** Activity **
What you return should match the data exactly, from the first line to the last.

[Data extract — start]

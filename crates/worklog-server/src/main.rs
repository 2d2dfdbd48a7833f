//! Worklog server - HTTP server for the work-item feed dashboard.

use anyhow::Result;
use clap::Parser;
use std::net::SocketAddr;
use std::path::PathBuf;
use std::sync::Arc;
use worklog_server::{config::Config, logging, refresher, state::AppState};

use logging::{LogConfig, LogFormat};

/// Worklog server - feed ingestion and view service.
#[derive(Parser, Debug)]
#[command(name = "worklog-server")]
#[command(about = "HTTP server for work-item feed ingestion and views")]
#[command(version)]
struct Cli {
    /// Path to config file
    #[arg(short, long, value_name = "FILE")]
    config: Option<PathBuf>,

    /// Override port from config
    #[arg(short, long)]
    port: Option<u16>,

    /// Override feed URL from config
    #[arg(long, value_name = "URL")]
    feed_url: Option<String>,

    /// Keep persisted history across restarts (overrides reset_on_start)
    #[arg(long)]
    keep_history: bool,

    /// Enable verbose logging (INFO level for most targets)
    #[arg(short, long)]
    verbose: bool,

    /// Enable debug logging
    #[arg(short, long)]
    debug: bool,

    /// Quiet mode (WARN and ERROR only)
    #[arg(short, long)]
    quiet: bool,

    /// Set log level for specific targets (e.g., "feed=debug").
    /// Can be specified multiple times. Targets are prefixed with "worklog::" automatically.
    #[arg(long = "log", value_name = "TARGET=LEVEL")]
    log_overrides: Vec<String>,

    /// Log output format
    #[arg(long = "log-format", value_name = "FORMAT", default_value = "text")]
    log_format: LogFormat,
}

#[tokio::main]
async fn main() -> Result<()> {
    let cli = Cli::parse();

    let log_config = LogConfig::from_cli(
        cli.verbose,
        cli.debug,
        cli.quiet,
        cli.log_overrides,
        cli.log_format,
    );
    logging::init(&log_config);

    let mut config = match &cli.config {
        Some(path) => Config::load_from(path)?,
        None => Config::load()?,
    };

    if let Some(port) = cli.port {
        config.port = port;
    }
    if let Some(feed_url) = cli.feed_url {
        config.feed_url = feed_url;
    }
    if cli.keep_history {
        config.reset_on_start = false;
    }

    tracing::info!(
        target: "worklog::startup",
        "Loaded configuration (port: {}, feed: {}, reset_on_start: {})",
        config.port,
        config.feed_url,
        config.reset_on_start
    );

    let state = Arc::new(AppState::new(config.clone())?);
    tracing::info!(target: "worklog::startup", "Initialized application state");

    // Startup fetch plus the recurring 30s cycle, behind one stop handle
    let refresher = refresher::spawn(state.clone());
    tracing::info!(target: "worklog::startup", "Started feed refresher");

    let app = worklog_server::router(state);

    let addr: SocketAddr = format!("{}:{}", config.host, config.port).parse()?;
    tracing::info!(target: "worklog::startup", "Starting server on {}", addr);

    let listener = tokio::net::TcpListener::bind(addr).await?;
    axum::serve(listener, app)
        .with_graceful_shutdown(shutdown_signal())
        .await?;

    refresher.stop().await;
    tracing::info!(target: "worklog::startup", "Shutdown complete");

    Ok(())
}

async fn shutdown_signal() {
    let _ = tokio::signal::ctrl_c().await;
}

[Data extract — finish]

** Finished task **
filename crates/worklog-server/src/main.rs
repository 2d2dfdbd48a7833f
//! Worklog server - HTTP server for the work-item feed dashboard.

use anyhow::Result;
use clap::Parser;
use std::net::SocketAddr;
use std::path::PathBuf;
use std::sync::Arc;
use worklog_server::{config::Config, logging, refresher, state::AppState};

use logging::{LogConfig, LogFormat};

/// Worklog server - feed ingestion and view service.
#[derive(Parser, Debug)]
#[command(name = "worklog-server")]
#[command(about = "HTTP server for work-item feed ingestion and views")]
#[command(version)]
struct Cli {
    /// Path to config file
    #[arg(short, long, value_name = "FILE")]
    config: Option<PathBuf>,

    /// Override port from config
    #[arg(short, long)]
    port: Option<u16>,

    /// Override feed URL from config
    #[arg(long, value_name = "URL")]
    feed_url: Option<String>,

    /// Keep persisted history across restarts (overrides reset_on_start)
    #[arg(long)]
    keep_history: bool,

    /// Enable verbose logging (INFO level for most targets)
    #[arg(short, long)]
    verbose: bool,

    /// Enable debug logging
    #[arg(short, long)]
    debug: bool,

    /// Quiet mode (WARN and ERROR only)
    #[arg(short, long)]
    quiet: bool,

    /// Set log level for specific targets (e.g., "feed=debug").
    /// Can be specified multiple times. Targets are prefixed with "worklog::" automatically.
    #[arg(long = "log", value_name = "TARGET=LEVEL")]
    log_overrides: Vec<String>,

    /// Log output format
    #[arg(long = "log-format", value_name = "FORMAT", default_value = "text")]
    log_format: LogFormat,
}

#[tokio::main]
async fn main() -> Result<()> {
    let cli = Cli::parse();

    let log_config = LogConfig::from_cli(
        cli.verbose,
        cli.debug,
        cli.quiet,
        cli.log_overrides,
        cli.log_format,
    );
    logging::init(&log_config);

    let mut config = match &cli.config {
        Some(path) => Config::load_from(path)?,
        None => Config::load()?,
    };

    if let Some(port) = cli.port {
        config.port = port;
    }
    if let Some(feed_url) = cli.feed_url {
        config.feed_url = feed_url;
    }
    if cli.keep_history {
        config.reset_on_start = false;
    }

    tracing::info!(
        target: "worklog::startup",
        "Loaded configuration (port: {}, feed: {}, reset_on_start: {})",
        config.port,
        config.feed_url,
        config.reset_on_start
    );

    let state = Arc::new(AppState::new(config.clone())?);
    tracing::info!(target: "worklog::startup", "Initialized application state");

    // Startup fetch plus the recurring 30s cycle, behind one stop handle
    let refresher = refresher::spawn(state.clone());
    tracing::info!(target: "worklog::startup", "Started feed refresher");

    let app = worklog_server::router(state);

    let addr: SocketAddr = format!("{}:{}", config.host, config.port).parse()?;
    tracing::info!(target: "worklog::startup", "Starting server on {}", addr);

    let listener = tokio::net::TcpListener::bind(addr).await?;
    axum::serve(listener, app)
        .with_graceful_shutdown(shutdown_signal())
        .await?;

    refresher.stop().await;
    tracing::info!(target: "worklog::startup", "Shutdown complete");

    Ok(())
}

async fn shutdown_signal() {
    let _ = tokio::signal::ctrl_c().await;
}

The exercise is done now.